:: Work required ::
The line containing "pub fn duration_secs(&self)" marks the end: restate word for word every line from the first line of the entries below through that one.

:: Record set ::
---
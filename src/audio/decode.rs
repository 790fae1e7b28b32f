use anyhow::{Context, Result};
use std::path::Path;
use symphonia::core::audio::SampleBuffer;
use symphonia::core::codecs::{DecoderOptions, CODEC_TYPE_NULL};
use symphonia::core::errors::Error as SymphoniaError;
use symphonia::core::formats::FormatOptions;
use symphonia::core::io::MediaSourceStream;
use symphonia::core::meta::MetadataOptions;
use symphonia::core::probe::Hint;

/// A whole recording, downmixed to mono.
pub struct DecodedAudio {
    pub samples: Vec<f32>,
    pub sample_rate: u32,
}

impl DecodedAudio {
    pub fn duration_secs(&self) -> f32 {
        self.samples.len() as f32 / self.sample_rate as f32
    }
}

pub fn decode_file(path: &Path) -> Result<DecodedAudio> {
    let file = std::fs::File::open(path)
        .with_context(|| format!("Failed to open audio file: {}", path.display()))?;

    let mss = MediaSourceStream::new(Box::new(file), Default::default());

    let mut hint = Hint::new();
    if let Some(ext) = path.extension().and_then(|e| e.to_str()) {
        hint.with_extension(ext);
    }

    let probed = symphonia::default::get_probe()
        .format(&hint, mss, &FormatOptions::default(), &MetadataOptions::default())
        .context("Failed to probe audio format")?;
    let mut format = probed.format;

    let track = format
        .tracks()
        .iter()
        .find(|t| t.codec_params.codec != CODEC_TYPE_NULL)
        .context("No audio tracks found")?;
    let track_id = track.id;
    let channels = track.codec_params.channels.map_or(1, |c| c.count()).max(1);
    let sample_rate = track.codec_params.sample_rate.context("Unknown sample rate")?;

    let mut decoder = symphonia::default::get_codecs()
        .make(&track.codec_params, &DecoderOptions::default())
        .context("Failed to create audio decoder")?;

    let mut samples: Vec<f32> = Vec::new();
    loop {
        let packet = match format.next_packet() {
            Ok(packet) => packet,
            Err(SymphoniaError::IoError(ref e)) if e.kind() == std::io::ErrorKind::UnexpectedEof => {
                break;
            }
            Err(e) => return Err(e.into()),
        };
        if packet.track_id() != track_id {
            continue;
        }

        let decoded = match decoder.decode(&packet) {
            Ok(d) => d,
            Err(SymphoniaError::DecodeError(msg)) => {
                log::warn!("Skipping undecodable packet: {}", msg);
                continue;
            }
            Err(e) => return Err(e.into()),
        };

        let spec = *decoded.spec();
        let mut buf = SampleBuffer::<f32>::new(decoded.frames() as u64, spec);
        buf.copy_interleaved_ref(decoded);
        downmix_into(&mut samples, buf.samples(), channels);
    }

    let audio = DecodedAudio {
        samples,
        sample_rate,
    };
    log::info!(
        "Decoded {}: {} samples, {}Hz, {:.1}s",
        path.display(),
        audio.samples.len(),
        audio.sample_rate,
        audio.duration_secs()
    );
    Ok(audio)
}

/// Average interleaved channels into mono, clamped to [-1, 1].
pub fn downmix_into(out: &mut Vec<f32>, interleaved: &[f32], channels: usize) {
    if channels <= 1 {
        out.extend(interleaved.iter().map(|s| s.clamp(-1.0, 1.0)));
        return;
    }
    for frame in interleaved.chunks(channels) {
        let mono = frame.iter().sum::<f32>() / frame.len() as f32;
        out.push(mono.clamp(-1.0, 1.0));
    }
}
use thiserror::Error;

use crate::track::segment::SegmentType;

/// Failures surfaced by the game core. Configuration problems are caught at
/// construction; the other two at the point of use.
#[derive(Debug, Clone, PartialEq, Error)]
pub enum CoreError {
    #[error("invalid input: {0}")]
    InvalidInput(String),

    #[error("invalid configuration: {0}")]
    InvalidConfiguration(String),

    #[error("no asset mapped for segment type {0:?}")]
    UnmappedType(SegmentType),
}

pub type CoreResult<T> = std::result::Result<T, CoreError>;

pub(crate) fn invalid_config(msg: impl Into<String>) -> CoreError {
    CoreError::InvalidConfiguration(msg.into())
}
use anyhow::{bail, Result};
use std::time::Duration;

use super::decode::DecodedAudio;

/// Supplies fixed-size sample frames to the game loop.
pub trait FrameSource {
    /// Next frame, or `None` once the source is exhausted.
    fn next_frame(&mut self) -> Result<Option<Vec<f32>>>;

    /// Wall-clock time covered by one frame.
    fn frame_duration(&self) -> Duration;

    /// Total frames, when known up front.
    fn frames_hint(&self) -> Option<usize> {
        None
    }
}

fn frame_duration(frame_size: usize, sample_rate: u32) -> Duration {
    Duration::from_nanos(frame_size as u64 * 1_000_000_000 / sample_rate as u64)
}

/// Replays a decoded recording as consecutive frames.
pub struct FileSource {
    audio: DecodedAudio,
    frame_size: usize,
    cursor: usize,
}

impl FileSource {
    pub fn new(audio: DecodedAudio, frame_size: usize) -> Result<Self> {
        if frame_size == 0 {
            bail!("frame size must be at least 1");
        }
        if audio.sample_rate == 0 {
            bail!("audio has a zero sample rate");
        }
        Ok(Self {
            audio,
            frame_size,
            cursor: 0,
        })
    }
}

impl FrameSource for FileSource {
    fn next_frame(&mut self) -> Result<Option<Vec<f32>>> {
        if self.cursor >= self.audio.samples.len() {
            return Ok(None);
        }
        let end = (self.cursor + self.frame_size).min(self.audio.samples.len());
        let frame = self.audio.samples[self.cursor..end].to_vec();
        self.cursor = end;
        Ok(Some(frame))
    }

    fn frame_duration(&self) -> Duration {
        frame_duration(self.frame_size, self.audio.sample_rate)
    }

    fn frames_hint(&self) -> Option<usize> {
        Some(self.audio.samples.len().div_ceil(self.frame_size))
    }
}

/// One step of a tone schedule: sine at `rms` for `ticks` frames.
#[derive(Clone, Copy, Debug, PartialEq)]
pub struct ToneStep {
    pub rms: f32,
    pub ticks: usize,
}

impl std::str::FromStr for ToneStep {
    type Err = String;

    /// Parses `rms:ticks`, e.g. `0.2:30`.
    fn from_str(s: &str) -> Result<Self, Self::Err> {
        let (rms, ticks) = s
            .split_once(':')
            .ok_or_else(|| format!("expected rms:ticks, got '{}'", s))?;
        let rms: f32 = rms
            .trim()
            .parse()
            .map_err(|_| format!("invalid rms '{}'", rms))?;
        let ticks: usize = ticks
            .trim()
            .parse()
            .map_err(|_| format!("invalid tick count '{}'", ticks))?;
        if !(0.0..=1.0).contains(&rms) {
            return Err(format!("rms must be within [0, 1], got {}", rms));
        }
        Ok(Self { rms, ticks })
    }
}

/// Synthetic sine frames following a loudness schedule.
pub struct ToneSource {
    steps: Vec<ToneStep>,
    step: usize,
    emitted_in_step: usize,
    frame_size: usize,
    sample_rate: u32,
    frequency: f32,
    phase: f32,
}

impl ToneSource {
    pub const SAMPLE_RATE: u32 = 44_100;
    const FREQUENCY: f32 = 220.0;

    pub fn new(steps: Vec<ToneStep>, frame_size: usize) -> Result<Self> {
        if frame_size == 0 {
            bail!("frame size must be at least 1");
        }
        Ok(Self {
            steps,
            step: 0,
            emitted_in_step: 0,
            frame_size,
            sample_rate: Self::SAMPLE_RATE,
            frequency: Self::FREQUENCY,
            phase: 0.0,
        })
    }
}

impl FrameSource for ToneSource {
    fn next_frame(&mut self) -> Result<Option<Vec<f32>>> {
        while self.step < self.steps.len() && self.emitted_in_step >= self.steps[self.step].ticks {
            self.step += 1;
            self.emitted_in_step = 0;
        }
        let Some(step) = self.steps.get(self.step) else {
            return Ok(None);
        };

        let amplitude = (step.rms * std::f32::consts::SQRT_2).min(1.0);
        let increment = std::f32::consts::TAU * self.frequency / self.sample_rate as f32;
        let frame = (0..self.frame_size)
            .map(|_| {
                let sample = amplitude * self.phase.sin();
                self.phase = (self.phase + increment) % std::f32::consts::TAU;
                sample
            })
            .collect();
        self.emitted_in_step += 1;
        Ok(Some(frame))
    }

    fn frame_duration(&self) -> Duration {
        frame_duration(self.frame_size, self.sample_rate)
    }

    fn frames_hint(&self) -> Option<usize> {
        Some(self.steps.iter().map(|s| s.ticks).sum())
    }
}
use clap::Parser;
use std::path::PathBuf;

use vocal_runner::audio::source::ToneStep;
use vocal_runner::VocalLevel;

#[derive(Parser, Debug)]
#[command(name = "vocal-runner", about = "Voice-controlled runner: loudness scrolls the track, shouting jumps")]
pub struct Cli {
    /// Audio file to replay as the microphone (WAV, MP3, FLAC, OGG)
    pub input: Option<PathBuf>,

    /// Synthetic tone schedule as rms:ticks steps, e.g. 0.0:60,0.2:30,0.08:120
    #[arg(long, value_delimiter = ',', conflicts_with = "input")]
    pub tone: Vec<ToneStep>,

    /// Capture from the microphone
    #[arg(long, conflicts_with_all = ["input", "tone"])]
    pub mic: bool,

    /// Input device name (with --mic)
    #[arg(long, requires = "mic")]
    pub device: Option<String>,

    /// List input devices and exit
    #[arg(long)]
    pub list_devices: bool,

    /// Config file (defaults to ./vocal-runner.toml or the user config dir)
    #[arg(short, long)]
    pub config: Option<PathBuf>,

    /// Samples per analysis frame
    #[arg(long)]
    pub frame_size: Option<usize>,

    /// Stop after this many ticks
    #[arg(long)]
    pub ticks: Option<u64>,

    /// Seed for segment generation
    #[arg(long)]
    pub seed: Option<u64>,

    /// Replace classification with a fixed level (silent, whisper, normal, shout)
    #[arg(long)]
    pub debug_level: Option<VocalLevel>,

    /// Print one JSON render snapshot per tick to stdout
    #[arg(long)]
    pub json: bool,

    /// Pace ticks at the audio frame rate instead of running flat out
    #[arg(long)]
    pub realtime: bool,
}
---
:: Solved problem ::
filename src/audio/decode.rs
repository 790fae1e7b28b32f
use anyhow::{Context, Result};
use std::path::Path;
use symphonia::core::audio::SampleBuffer;
use symphonia::core::codecs::{DecoderOptions, CODEC_TYPE_NULL};
use symphonia::core::errors::Error as SymphoniaError;
use symphonia::core::formats::FormatOptions;
use symphonia::core::io::MediaSourceStream;
use symphonia::core::meta::MetadataOptions;
use symphonia::core::probe::Hint;

/// A whole recording, downmixed to mono.
pub struct DecodedAudio {
    pub samples: Vec<f32>,
    pub sample_rate: u32,
}

impl DecodedAudio {
    pub fn duration_secs(&self) -> f32 {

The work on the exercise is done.